Menu

Risultati del referendum, tra centro e periferia

I risultati del voto referendario hanno visto ancora una volta contrapposte città e campagna, metropoli e periferica, centro e hinterland, ricchi e poveri.

La differenza non è stata così marcata come in altre votazioni. Ma una differenza c’è stata, e in alcuni casi anche molto accentuata. Per esempio, a Crotone il 79,04% ha votato Si, mentre solo il 20,96% ha votato No. Anche se il capoluogo è andato meglio (si fa per dire) della Provincia, dove il Si ha toccato l’81,94%.

A Milano Città, anzi, a Milano City, come si legge su alcuni cartelli stradali fatti piantare dall’amministrazione, manco l’italiano fosse diventata una lingua periferica o da BruBru, a Milano Città solo il 56.54% ha votato Si, mentre il 43,46% ha fatto la scelta contraria.

La Provincia è andata molto peggio, registrando un 65,69% per il Si.

Stessi dati a Bologna, dove in Città il Si ha raggiunto appena il 57,24%, mentre il No ha toccato la considerevole quota del 42,76%. E anche qui, giusto per confermare un trend generale, la Provincia – la campagna – è andata peggio del capoluogo, segnando un 65,48% .

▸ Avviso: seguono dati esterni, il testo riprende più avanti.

#![forbid(unsafe_code)]

//! The narrow capability the browser needs from an object-storage provider.
//!
//! Calls are synchronous; the UI runs each one on a background task and feeds
//! the result back as a completion message.

use std::fmt;

use crate::error::GatewayError;
use crate::model::{Bucket, ObjectSummary, StorageObject};

pub type GatewayResult<T> = Result<T, GatewayError>;

pub trait StorageGateway: fmt::Debug + Send + Sync {
    fn list_buckets(&self) -> GatewayResult<Vec<Bucket>>;

    fn create_bucket(&self, name: &str, region: &str) -> GatewayResult<()>;

    fn delete_bucket(&self, name: &str) -> GatewayResult<()>;

    /// Full key listing with metadata, no content.
    fn list_objects(&self, bucket: &str) -> GatewayResult<Vec<ObjectSummary>>;

    /// Keys only, for callers that need no metadata. The tree listing goes
    /// through `list_objects` instead because its rows show modification times.
    fn list_keys(&self, bucket: &str) -> GatewayResult<Vec<String>> {
        Ok(self
            .list_objects(bucket)?
            .into_iter()
            .map(|summary| summary.key)
            .collect())
    }

    fn get_object(&self, bucket: &str, key: &str) -> GatewayResult<StorageObject>;

    fn put_object(&self, bucket: &str, key: &str, content: Vec<u8>) -> GatewayResult<()>;
}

Differenze tra Capoluogo e Campagna si ritrovano nelle Province di Agrigento, Cosenza, Potenza, Bari, Campobasso, Chieti, Ancona, Perugia, Firenze, Venezia, Genova, Torino, Aosta, Trieste, Bolzano – insomma, tutti i capoluoghi registrano un risultano migliore delle rispettive provincie, certificando una differenza conclamata tra Metropoli e Periferia.

Questa differenza elettorale è il sintomo di una differenza ben più importante. Il nord-ovest, che comprende la Lombardia, il Piemonte, la Valle d’Aosta e la Liguria, con una popolazione di poco più di 16 milioni di residenti, nel 2018 ha registrato un Pil di € 580.111 (dati istat in milioni), mentre il Sud (6 regioni), con una popolazione complessiva di quasi 14 milioni, ha realizzato un Pil di € 270.706 – meno della metà.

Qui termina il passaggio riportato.